The blog you are currently reading subscribes to the carbohydrate hypothesis of obesity. Here it is as described by Gary Taubes:
This alternative hypothesis of obesity constitutes three distinct propositions. First, as I've said, is the basic proposition that obesity is caused by a regulatory defect in fat metabolism, and so a defect in the distribution of energy rather than an imbalance of energy intake and expenditure. The second is that insulin plays a primary role in this fattening process, and the compensatory behaviors of hunger and lethargy.
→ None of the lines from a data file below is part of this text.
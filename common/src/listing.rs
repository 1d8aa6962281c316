//! Repository listing
//!
//! A directory lists its content, a file lists itself. A missing path whose last component is a
//! glob (`*`, `?` or `[`) lists the matching entries of its parent.

use crate::store::{PathEntry, Store};

const GLOB_CHARS: &[char] = &['*', '?', '['];

/// Permission string in `ls -l` style, e.g. `drwxrwxr-x`.
#[must_use]
pub fn mode_string(entry: &PathEntry) -> String {
    let mode = entry.mode();
    let mut out = String::with_capacity(10);
    out.push(if entry.is_dir() { 'd' } else { '-' });
    for shift in [6, 3, 0] {
        let bits = (mode >> shift) & 0o7;
        out.push(if bits & 0o4 != 0 { 'r' } else { '-' });
        out.push(if bits & 0o2 != 0 { 'w' } else { '-' });
        out.push(if bits & 0o1 != 0 { 'x' } else { '-' });
    }
    out
}

fn modified(entry: &PathEntry) -> String {
    let time = entry
        .metadata
        .and_then(|md| md.modified)
        .unwrap_or(std::time::UNIX_EPOCH);
    chrono::DateTime::<chrono::Utc>::from(time)
        .format("%a %b %e %H:%M:%S %Z %Y")
        .to_string()
}

/// One output line for `entry`.
#[must_use]
pub fn format_entry(entry: &PathEntry, long: bool) -> String {
    if long {
        format!(
            "{:>11} {:>12} {} {}",
            mode_string(entry),
            entry.size(),
            modified(entry),
            entry.path.display()
        )
    } else {
        let name = entry
            .name()
            .map_or_else(|| entry.path.display().to_string(), |name| {
                name.to_string_lossy().into_owned()
            });
        if entry.is_dir() {
            format!("{name}/")
        } else {
            name
        }
    }
}

/// Entries to show for `path`, sorted by name.
pub async fn list(store: &dyn Store, path: &std::path::Path) -> anyhow::Result<Vec<PathEntry>> {
    use anyhow::Context;
    let mut entries = match store.stat(path).await {
        Ok(entry) if !entry.is_dir() => vec![entry],
        Ok(_) => store
            .read_dir(path)
            .await
            .with_context(|| format!("cannot list {path:?}"))?,
        Err(error) if error.is_not_found() => {
            let pattern = path
                .file_name()
                .map(|name| name.to_string_lossy().into_owned())
                .filter(|name| name.contains(GLOB_CHARS));
            let (Some(pattern), Some(parent)) = (pattern, path.parent()) else {
                return Err(error.into());
            };
            let matcher = globset::Glob::new(&pattern)
                .with_context(|| format!("invalid pattern {pattern:?}"))?
                .compile_matcher();
            tracing::debug!("listing {:?} matching {:?}", parent, &pattern);
            store
                .read_dir(parent)
                .await
                .with_context(|| format!("cannot list {parent:?}"))?
                .into_iter()
                .filter(|entry| entry.name().is_some_and(|name| matcher.is_match(name)))
                .collect()
        }
        Err(error) => return Err(error.into()),
    };
    entries.sort_by(|a, b| a.path.cmp(&b.path));
    Ok(entries)
}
The third is that carbohydrates, and particularly refined carbohydrates-- and perhaps the fructose content as well, and thus perhaps the amount of sugars consumed-- are the prime suspects in the chronic elevation of insulin; hence, they are the ultimate cause of common obesity.Briefly summarized, the low-food-reward diet consists of simple foods such as gently cooked tubers, meats and vegetables. It minimizes added fats, added sugars, and added flavorings including salt, herbs and spices. The macronutrient breakdown is high carb, adequate protein and low fat. The low-carb diet consists of foods that are low in carbohydrate, moderate in protein and fairly high in fat. The use of salt is permitted and the use of herbs and spices is encouraged. Whole foods and natural foods are preferred, but many low-carbers also include low-carb food products such as protein shakes, protein bars and diet soda.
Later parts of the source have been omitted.